Top of DATASET RECORDS

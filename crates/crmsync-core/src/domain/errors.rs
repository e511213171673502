//! Domain error types
//!
//! Validation failures raised while constructing domain values.

use thiserror::Error;

/// Errors that can occur in domain operations
#[derive(Debug, Error, Clone, PartialEq, Eq)]
pub enum DomainError {
    /// Invalid external (remote) identifier
    #[error("Invalid external ID: {0}")]
    InvalidExternalId(String),

    /// Invalid drive identifier
    #[error("Invalid drive ID: {0}")]
    InvalidDriveId(String),

    /// Invalid owner identity
    #[error("Invalid owner: {0}")]
    InvalidOwner(String),

    /// Invalid item path
    #[error("Invalid item path: {0}")]
    InvalidPath(String),

    /// Phone number contains no digits
    #[error("Invalid phone number: {0}")]
    InvalidPhone(String),

    /// Unknown call status or call event name
    #[error("Invalid call state: {0}")]
    InvalidCallState(String),

    /// ID parsing error
    #[error("Invalid ID format: {0}")]
    InvalidId(String),
}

Bottom of DATASET RECORDS

Each line from the one with "call event name" through the last line of the records above must be retyped exactly, and no other line may be given.

    /// Unknown call status or call event name
    #[error("Invalid call state: {0}")]
    InvalidCallState(String),

    /// ID parsing error
    #[error("Invalid ID format: {0}")]
    InvalidId(String),
}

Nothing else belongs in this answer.